*** DATA TO PROCESS ***

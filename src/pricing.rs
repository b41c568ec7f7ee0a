//! Usage and cost accounting for transcription requests.
//!
//! Whisper is billed per started minute of spoken audio; the labeling model
//! is billed per thousand tokens. Rates mirror the upstream list prices.

/// USD per started minute of Whisper transcription
pub const WHISPER_USD_PER_MINUTE: f64 = 0.006;

/// USD per 1000 tokens of the labeling model
pub const LABELING_USD_PER_1K_TOKENS: f64 = 0.03;

/// Billable minutes for a clip: ceil(seconds / 60), minimum 1.
///
/// Whisper occasionally omits the duration field; the original service
/// billed such clips as one minute, and we keep that behavior.
pub fn duration_minutes(spoken_seconds: f64) -> u64 {
    if spoken_seconds <= 0.0 {
        return 1;
    }
    (spoken_seconds / 60.0).ceil() as u64
}

/// Total estimated cost of one request.
///
/// `labeling_tokens` is 0 for plain transcription.
pub fn request_cost_usd(spoken_seconds: f64, labeling_tokens: u64) -> f64 {
    let base = duration_minutes(spoken_seconds) as f64 * WHISPER_USD_PER_MINUTE;
    let labeling = (labeling_tokens as f64 / 1000.0) * LABELING_USD_PER_1K_TOKENS;
    base + labeling
}

#[cfg(test)]
mod tests {
    use super::*;

    #[test]
    fn rounds_duration_up_to_whole_minutes() {
        assert_eq!(duration_minutes(90.0), 2);
        assert_eq!(duration_minutes(60.0), 1);
        assert_eq!(duration_minutes(61.0), 2);
        assert_eq!(duration_minutes(1.0), 1);
    }

    #[test]
    fn unknown_duration_bills_one_minute() {
        assert_eq!(duration_minutes(0.0), 1);
        assert_eq!(duration_minutes(-1.0), 1);
    }

    #[test]
    fn diarized_request_adds_token_cost() {
        // 90s clip -> 2 minutes -> 0.012 base; 4000 tokens -> 0.12 labeling
        let total = request_cost_usd(90.0, 4000);
        assert!((total - 0.132).abs() < 1e-9);
    }

    #[test]
    fn plain_request_is_duration_only() {
        let total = request_cost_usd(90.0, 0);
        assert!((total - 0.012).abs() < 1e-9);
    }
}
use anyhow::{Context, Result};
use rusqlite::{params, Connection, OptionalExtension};

use super::models::Player;
use crate::rating::types::PlayerStats;

const PLAYER_COLUMNS: &str = "id, name, current_elo, games_played, wins, losses, created_at";

pub fn insert_player(conn: &Connection, name: &str, initial_rating: f64) -> Result<Player> {
    let sql = format!(
        "INSERT INTO players (name, current_elo) VALUES (?1, ?2) RETURNING {PLAYER_COLUMNS}"
    );

    conn.query_row(&sql, params![name, initial_rating], parse_player_row)
        .context("Failed to insert new player")
}

pub fn find_by_id(conn: &Connection, id: i64) -> Result<Option<Player>> {
    let sql = format!("SELECT {PLAYER_COLUMNS} FROM players WHERE id = ?1");

    conn.query_row(&sql, params![id], parse_player_row)
        .optional()
        .context("Failed to query player by id")
}

/// True when the error wraps the UNIQUE index on the player name. Insertion
/// relies on the database to reject duplicates so concurrent requests can't
/// both slip past a read-then-write check.
pub fn is_unique_name_violation(err: &anyhow::Error) -> bool {
    matches!(
        err.downcast_ref::<rusqlite::Error>(),
        Some(rusqlite::Error::SqliteFailure(e, _))
            if e.code == rusqlite::ErrorCode::ConstraintViolation
    )
}

pub fn list_all(conn: &Connection) -> Result<Vec<Player>> {
    let sql = format!("SELECT {PLAYER_COLUMNS} FROM players");
    collect_players(conn, &sql)
}

pub fn list_leaderboard(conn: &Connection) -> Result<Vec<Player>> {
    let sql = format!("SELECT {PLAYER_COLUMNS} FROM players ORDER BY current_elo DESC, name ASC");
    collect_players(conn, &sql)
}

/// Applies one recorded match to a player row: new rating, one more game,
/// and the win or loss counter.
pub fn apply_match_result(conn: &Connection, id: i64, new_elo: f64, won: bool) -> Result<()> {
    let sql = "UPDATE players
        SET current_elo = ?1,
            games_played = games_played + 1,
            wins = wins + ?2,
            losses = losses + ?3
        WHERE id = ?4";

    let (win, loss) = if won { (1, 0) } else { (0, 1) };
    conn.execute(sql, params![new_elo, win, loss, id])
        .context("Failed to update player after match")?;
    Ok(())
}

/// Overwrites a player's rating and counters with replayed values.
pub fn store_recalculated(
    conn: &Connection,
    id: i64,
    elo: f64,
    stats: &PlayerStats,
) -> Result<()> {
    let sql = "UPDATE players
        SET current_elo = ?1,
            games_played = ?2,
            wins = ?3,
            losses = ?4
        WHERE id = ?5";

    conn.execute(
        sql,
        params![elo, stats.games_played, stats.wins, stats.losses, id],
    )
    .context("Failed to store recalculated player state")?;
    Ok(())
}

fn collect_players(conn: &Connection, sql: &str) -> Result<Vec<Player>> {
    let mut stmt = conn.prepare(sql)?;
    let rows = stmt
        .query_map([], parse_player_row)?
        .collect::<rusqlite::Result<Vec<_>>>()?;

    Ok(rows)
}

fn parse_player_row(row: &rusqlite::Row) -> rusqlite::Result<Player> {
    Ok(Player {
        id: row.get(0)?,
        name: row.get(1)?,
        current_elo: row.get(2)?,
        games_played: row.get(3)?,
        wins: row.get(4)?,
        losses: row.get(5)?,
        created_at: row.get(6)?,
    })
}
use axum::{
    extract::{Path, Query, State},
    http::StatusCode,
    response::{IntoResponse, Json},
};
use std::sync::Arc;

use crate::api::models::{MatchItem, MatchListResponse, NewMatchRequest};
use crate::database;
use crate::errors::RecordError;
use crate::services::recording::{self, MatchSubmission};

use super::{AppState, PageParams};

pub async fn get_matches(
    State(state): State<Arc<AppState>>,
    Query(params): Query<PageParams>,
) -> impl IntoResponse {
    let limit = params.limit.unwrap_or(50).clamp(1, 500);
    let offset = params.offset.unwrap_or(0);

    let conn = match state.pool.get() {
        Ok(conn) => conn,
        Err(_) => return (StatusCode::INTERNAL_SERVER_ERROR, "DB Connection Error").into_response(),
    };

    let rows = match database::matches::list_recent(&conn, limit, offset) {
        Ok(rows) => rows,
        Err(e) => {
            return (StatusCode::INTERNAL_SERVER_ERROR, format!("Query Error: {}", e))
                .into_response()
        }
    };

    let total = match database::matches::count_all(&conn) {
        Ok(total) => total,
        Err(e) => {
            return (StatusCode::INTERNAL_SERVER_ERROR, format!("Query Error: {}", e))
                .into_response()
        }
    };

    Json(MatchListResponse {
        matches: rows.into_iter().map(MatchItem::from).collect(),
        total,
        limit,
        offset,
    })
    .into_response()
}

pub async fn get_match(
    State(state): State<Arc<AppState>>,
    Path(match_id): Path<i64>,
) -> impl IntoResponse {
    let conn = match state.pool.get() {
        Ok(conn) => conn,
        Err(_) => return (StatusCode::INTERNAL_SERVER_ERROR, "DB Connection Error").into_response(),
    };

    match database::matches::find_with_names(&conn, match_id) {
        Ok(Some(row)) => Json(MatchItem::from(row)).into_response(),
        Ok(None) => StatusCode::NOT_FOUND.into_response(),
        Err(e) => (StatusCode::INTERNAL_SERVER_ERROR, format!("Query Error: {}", e))
            .into_response(),
    }
}

pub async fn create_match(
    State(state): State<Arc<AppState>>,
    Json(request): Json<NewMatchRequest>,
) -> impl IntoResponse {
    let mut conn = match state.pool.get() {
        Ok(conn) => conn,
        Err(_) => return (StatusCode::INTERNAL_SERVER_ERROR, "DB Connection Error").into_response(),
    };

    let submission = MatchSubmission {
        player1_id: request.player1_id,
        player2_id: request.player2_id,
        sets: request.sets,
    };

    let match_row = match recording::record_match(&mut conn, &submission, &state.config.rating) {
        Ok(row) => row,
        Err(RecordError::Invalid(e)) => {
            return (StatusCode::BAD_REQUEST, e.to_string()).into_response()
        }
        Err(RecordError::PlayerNotFound(id)) => {
            return (StatusCode::NOT_FOUND, format!("Player {} not found", id)).into_response()
        }
        Err(RecordError::Internal(e)) => {
            return (StatusCode::INTERNAL_SERVER_ERROR, format!("Error: {}", e)).into_response()
        }
    };

    match database::matches::find_with_names(&conn, match_row.id) {
        Ok(Some(row)) => (StatusCode::CREATED, Json(MatchItem::from(row))).into_response(),
        Ok(None) => StatusCode::INTERNAL_SERVER_ERROR.into_response(),
        Err(e) => (StatusCode::INTERNAL_SERVER_ERROR, format!("Query Error: {}", e))
            .into_response(),
    }
}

***

Filter the entries and copy each line with "started".

//! Whisper is billed per started minute of spoken audio; the labeling model
/// USD per started minute of Whisper transcription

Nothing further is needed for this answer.